Although the foregoing discussion would probably support a holding that the evidence challenged here is not “testimonial,” two additional aspects of the Crawford opinion seal our conclusion that Darryl’s statements to the government informant were not “testimonial” evidence. First, the Court stated: “[m]ost of the hearsay exceptions covered statements that by their nature were not testimonial — for example, business records or statements in furtherance of a conspiracy.” Id. at 55, 124 S.Ct. at 1367. Also, the Court cited Bourjaily v. United States, 483 U.S. 171, 107 S.Ct. 2775, 97 L.Ed.2d 144 (1987), approvingly, indicating that it “hew[ed] closely to the traditional line” of cases that Crawford deemed to reflect the correct view of the Confrontation Clause. Crawford, 541 U.S. at 58, 124 S.Ct. at 1368. In approving Bourjaily, the Crawford opinion expressly noted that it involved statements unwittingly made to an FBI informant. Id. Bourjaily held that a co-conspirator’s unwitting statements to an FBI informant were properly admitted at trial against the defendant, despite the fact that the defendant had not had a prior opportunity for cross-examination and the declarant was not available at trial.
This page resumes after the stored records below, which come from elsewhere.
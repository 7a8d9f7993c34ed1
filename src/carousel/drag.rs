/// Pointer drag session and snap arithmetic
///
/// Offsets are expressed in percent of one slide width: slide `n` at rest
/// sits at `n * 100`. A drag moves the offset opposite to the pointer, so
/// dragging left reveals the next slide.

/// Pointer travel below this many pixels counts as a click, not a drag
pub const TAP_SLOP_PX: f32 = 4.0;

/// Offsets this close to a half slide are treated as an exact tie
const TIE_EPSILON: f32 = 1e-4;

/// Transient state between pointer-down and pointer-up on one gallery
#[derive(Debug, Clone, Copy, PartialEq)]
pub struct DragSession {
    /// Pointer X at press time, in surface coordinates
    pub start_x: f32,
    /// Committed index when the drag began
    pub start_index: usize,
    /// Rendered offset when the drag began (may be mid-transition)
    pub start_offset: f32,
    /// Offset currently shown while the finger moves
    pub live_offset: f32,
    /// Last pointer X seen
    pub last_x: f32,
    /// Surface width used to turn pixels into percent
    pub width: f32,
}

impl DragSession {
    pub fn begin(x: f32, width: f32, start_index: usize, start_offset: f32) -> Self {
        Self {
            start_x: x,
            start_index,
            start_offset,
            live_offset: start_offset,
            last_x: x,
            width: sanitize_width(width),
        }
    }

    /// Move the pointer to `x` and return the new live offset
    pub fn update(&mut self, x: f32, width: f32) -> f32 {
        self.width = sanitize_width(width);
        self.last_x = x;
        let delta_percent = (x - self.start_x) / self.width * 100.0;
        self.live_offset = self.start_offset - delta_percent;
        self.live_offset
    }

    /// Move the session onto slide `index` of a shorter sequence, keeping the
    /// finger at the same spot relative to its slide. `last` is the highest
    /// valid index. Returns the shift applied to every offset, in percent.
    pub fn rebase(&mut self, index: usize, last: usize) -> f32 {
        let index_shift = (index as f32 - self.start_index as f32) * 100.0;
        let start = (self.start_offset + index_shift).clamp(0.0, last as f32 * 100.0);
        let shift = start - self.start_offset;

        self.start_index = index;
        self.start_offset = start;
        self.live_offset += shift;
        shift
    }

    /// Sign of the offset change since the press: positive when heading
    /// toward higher slide indices
    pub fn direction(&self) -> f32 {
        self.live_offset - self.start_offset
    }

    /// Whether the pointer barely moved, making this a click
    pub fn is_tap(&self) -> bool {
        (self.last_x - self.start_x).abs() < TAP_SLOP_PX
    }
}

/// Widths that are zero, negative or not finite become 1 to keep the
/// percent math defined.
pub fn sanitize_width(width: f32) -> f32 {
    if width.is_finite() && width > 0.0 {
        width
    } else {
        1.0
    }
}

/// Nearest whole slide for an offset given in percent.
///
/// An exact half slide goes toward `direction` (positive means higher
/// indices). The result is unbounded; the caller applies its edge policy.
pub fn nearest_slide(offset_percent: f32, direction: f32) -> i64 {
    let slides = offset_percent / 100.0;
    let floor = slides.floor();
    let remainder = slides - floor;

    let round_up = if (remainder - 0.5).abs() <= TIE_EPSILON {
        direction >= 0.0
    } else {
        remainder > 0.5
    };

    floor as i64 + i64::from(round_up)
}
The co-conspirator statement in Bourjaily is indistinguishable from the challenged evidence in the instant case.

29

For the foregoing reasons, we conclude that the challenged evidence in this case was not “testimonial,”2 and that it satisfied the requirements for the admission into evidence of co-conspirator statements. Accordingly, the district court did not err in admitting the evidence.

III. CONCLUSION

30

After consideration of each of the defendant’s arguments, we conclude that the judgment of the district court is

31

AFFIRMED.

Notes:

1

The Confrontation Clause provides that “[i]n all criminal prosecutions, the accused shall enjoy the right … to be confronted with witnesses against him.” U.S. Const. Amend. VI

2

Our holding is consistent with that of every other circuit court of appeals to have addressed the issue in an analogous contextUnited States v. Delgado, 401 F.3d 290 (5th Cir.2005) (involving statements admissible as statements of a co-conspirator); United States v. Hendricks, 395 F.3d 173 (3rd Cir.2005) (involving, inter alia, co-conspirator statements); United States v. Saget, 377 F.3d 223 (2nd Cir.2004) (involving statements of a co-conspirator admitted as statements against interest); United States v. Reyes, 362 F.3d 536 (8th Cir.2004) (involving statements admissible as statements of a co-conspirator).